I find that a better alternative is to connect the feed line of the test cell to an external pressure vessel, much like the runaway tests. The external vessel is manually pressurized to the relief set pressure (and then later to the MAWP). In this way, any material leaving the test cell will pass to an empty vessel that is much easier to clean afterward, even though the set-up is slightly more complicated.
Test 3 - Flow Regime test
The principle of this test is simple, the reaction is allowed to run away, then at a specified pressure, a valve is opened, and the test cell is vented. I usually vent to an open vessel, but the vessel can be closed if it is large enough. After correcting for differences in the headspace volume, the venting pressure is carefully chosen to suit the maximum pressure generation within the reactor. After venting, the valve is closed, and the system is allowed to cool. Once cool, the test cell is removed and weighed to measure how much of the initial sample remains.
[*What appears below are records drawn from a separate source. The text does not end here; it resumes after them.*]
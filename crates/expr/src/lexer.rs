use crate::error::ExprError;

#[derive(Debug, Clone, PartialEq)]
pub enum Token {
    LParen,
    RParen,
    LBracket,
    RBracket,
    /// Quoted string literal (content without quotes, escapes resolved)
    Str(String),
    /// Backtick-quoted variable name
    Var(String),
    /// Bare word: keyword, number or operator symbol -- distinguished in the parser
    Word(String),
}

#[derive(Debug, Clone)]
pub struct Spanned {
    pub token: Token,
    /// Character offset of the token start
    pub offset: usize,
}

fn is_delimiter(c: char) -> bool {
    c.is_whitespace() || matches!(c, '(' | ')' | '[' | ']' | '"' | '`')
}

pub fn lex(src: &str) -> Result<Vec<Spanned>, ExprError> {
    let mut tokens = Vec::new();
    let chars: Vec<char> = src.chars().collect();
    let mut pos = 0usize;

    while pos < chars.len() {
        let c = chars[pos];

        if c.is_whitespace() {
            pos += 1;
            continue;
        }

        let start = pos;

        let punct = match c {
            '(' => Some(Token::LParen),
            ')' => Some(Token::RParen),
            '[' => Some(Token::LBracket),
            ']' => Some(Token::RBracket),
            _ => None,
        };
        if let Some(token) = punct {
            tokens.push(Spanned {
                token,
                offset: start,
            });
            pos += 1;
            continue;
        }

        // String literal
        if c == '"' {
            pos += 1;
            let mut s = String::new();
            loop {
                if pos >= chars.len() {
                    return Err(ExprError::parse(format!(
                        "unterminated string literal at offset {}",
                        start
                    )));
                }
                let sc = chars[pos];
                if sc == '"' {
                    pos += 1;
                    break;
                }
                if sc == '\\' {
                    pos += 1;
                    if pos >= chars.len() {
                        return Err(ExprError::parse(format!(
                            "unterminated escape in string at offset {}",
                            start
                        )));
                    }
                    match chars[pos] {
                        '"' => s.push('"'),
                        '\'' => s.push('\''),
                        '\\' => s.push('\\'),
                        'n' => s.push('\n'),
                        't' => s.push('\t'),
                        'r' => s.push('\r'),
                        other => {
                            return Err(ExprError::parse(format!(
                                "invalid escape '\\{}' in string at offset {}",
                                other, start
                            )));
                        }
                    }
                    pos += 1;
                    continue;
                }
                s.push(sc);
                pos += 1;
            }
            tokens.push(Spanned {
                token: Token::Str(s),
                offset: start,
            });
            continue;
        }

        // Variable reference
        if c == '`' {
            pos += 1;
            let name_start = pos;
            while pos < chars.len() && chars[pos] != '`' {
                pos += 1;
            }
            if pos >= chars.len() {
                return Err(ExprError::parse(format!(
                    "unterminated variable name at offset {}",
                    start
                )));
            }
            let name: String = chars[name_start..pos].iter().collect();
            pos += 1; // closing backtick
            if name.trim().is_empty() {
                return Err(ExprError::parse(format!(
                    "empty variable name at offset {}",
                    start
                )));
            }
            tokens.push(Spanned {
                token: Token::Var(name),
                offset: start,
            });
            continue;
        }

        // Bare word
        while pos < chars.len() && !is_delimiter(chars[pos]) {
            pos += 1;
        }
        let word: String = chars[start..pos].iter().collect();
        tokens.push(Spanned {
            token: Token::Word(word),
            offset: start,
        });
    }

    Ok(tokens)
}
- A foamy system will typically result in almost all the material being vented. Usually, less than 20% of the initial sample remains.
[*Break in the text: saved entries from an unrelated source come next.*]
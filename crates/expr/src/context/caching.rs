use std::collections::HashMap;

use super::EvaluationContext;
use crate::value::Value;

/// Memoizes resolutions of a wrapped context.
///
/// A resolved value, `Nil` included, is cached for the lifetime of the
/// wrapper. An unknown name (`None`) is not cached, so the child is asked
/// again on the next lookup.
pub struct CachingContext<C> {
    inner: C,
    cache: HashMap<String, Value>,
}

impl<C: EvaluationContext> CachingContext<C> {
    pub fn new(inner: C) -> Self {
        CachingContext {
            inner,
            cache: HashMap::new(),
        }
    }

    /// Number of memoized names.
    pub fn cached_len(&self) -> usize {
        self.cache.len()
    }

    pub fn into_inner(self) -> C {
        self.inner
    }
}

impl<C: EvaluationContext> EvaluationContext for CachingContext<C> {
    fn resolve(&mut self, name: &str) -> Option<Value> {
        if let Some(hit) = self.cache.get(name) {
            return Some(hit.clone());
        }
        let resolved = self.inner.resolve(name)?;
        self.cache.insert(name.to_string(), resolved.clone());
        Some(resolved)
    }
}
//! Herald campaign targeting engine.
//!
//! Decides, for each incoming [`Signal`], which in-app campaign (if any)
//! should be displayed. Campaigns are matched by their triggers, filtered
//! by view capping and quiet hours, ranked by priority and, when flagged,
//! confirmed with the backend through a [`JitSyncClient`].
//!
//! ```
//! use herald_engine::{CampaignSet, Signal};
//!
//! let set = CampaignSet::from_json_str(r#"{
//!     "campaigns": [{"id": "welcome", "triggers": [{"type": "next_session"}]}]
//! }"#).unwrap();
//! assert_eq!(set.len(), 1);
//! assert_eq!(Signal::NewSession.kind_name(), "new_session");
//! ```

pub mod campaign;
pub mod clock;
pub mod config;
pub mod definition;
pub mod eligibility;
pub mod error;
pub mod jit;
pub mod quiet_hours;
pub mod scheduler;
pub mod signal;
pub mod tracker;
pub mod trigger;

pub use campaign::{Campaign, CampaignFormat, CampaignSet, Capping, TimeWindowCap};
pub use clock::{DateProvider, FakeDateProvider, SystemDateProvider};
pub use config::{EngineConfig, JitConfig};
pub use eligibility::{
    first_eligible_requiring_sync, first_not_requiring_sync, sort_by_priority, EligibilityEngine,
};
pub use error::EngineError;
pub use jit::{JitError, JitSettings, JitSyncClient, JitTransport, SyncedState, TransportError};
pub use quiet_hours::{QuietHours, TimeOfDay};
pub use scheduler::CampaignScheduler;
pub use signal::Signal;
pub use tracker::{EventInfo, StoredViewTracker, ViewEventKey, ViewKind, ViewTracker};
pub use trigger::Trigger;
- A churn turbulent regime typically results in 40-60% remaining,
- A single-phase, gassy regime, usually leaves almost 100% of the sample remaining.
During this test, the containment vessel's venting rate may not keep up with the test cell venting. In this case, it may be necessary to manually open a valve on the containment vessel to prevent crushing of the test cell (As the containment vessel would be at a higher pressure than that of the low Phi-factor test cell)
I am not a fan of the flow regime test. However, it is the best we can do on this scale, and it does give consistent results and a good indication of the likely flow regime. The limitations include:
- the actual gas generation and bubble rise velocity are not directly scalable
- the venting rate may not be the same as will be seen at the full-scale.
I will only run this test if I don't want to assume two-phase foamy/homogeneous flow.
Although it is possible to estimate the flow regime theoretically, it is unlikely to be highly accurate. It requires knowledge of parameters such as surface tension of the liquid and viscosity of the gas. Since these factors are continually changing during thermal decomposition, and indeed we are unlikely to know the exact composition at any point, modeling becomes highly problematic.
I use the Phi-TEC II to obtain all the data needed for vent sizing calculations. The actual relief line sizing requires a good understanding of the particular methods and equations. Pressure losses on downstream piping and equipment must also be taken into account and can significantly affect the size of the vent needed.
Generally, venting from full-scale reactors will be two-phase – invariably, this leads to much larger venting than single-phase vents.
Although venting is an acceptable basis of safety, it can lead to other problems, such as the disposal of effluent. It is often a better practice to deploy other mitigation procedures and use venting as rarely as possible.
“Emergency relief system design using DIERS technology”, the Design Institute for Emergency Relief Systems (DIERS) project manual, AIChE 1992, ISBN 0 8169 0568 1
Janet Etchells and Jill Wilday “Workbook for chemical reactor relief system sizing” HSE books, Contract research report 136/1998, ISBN 0 7176 1389 5.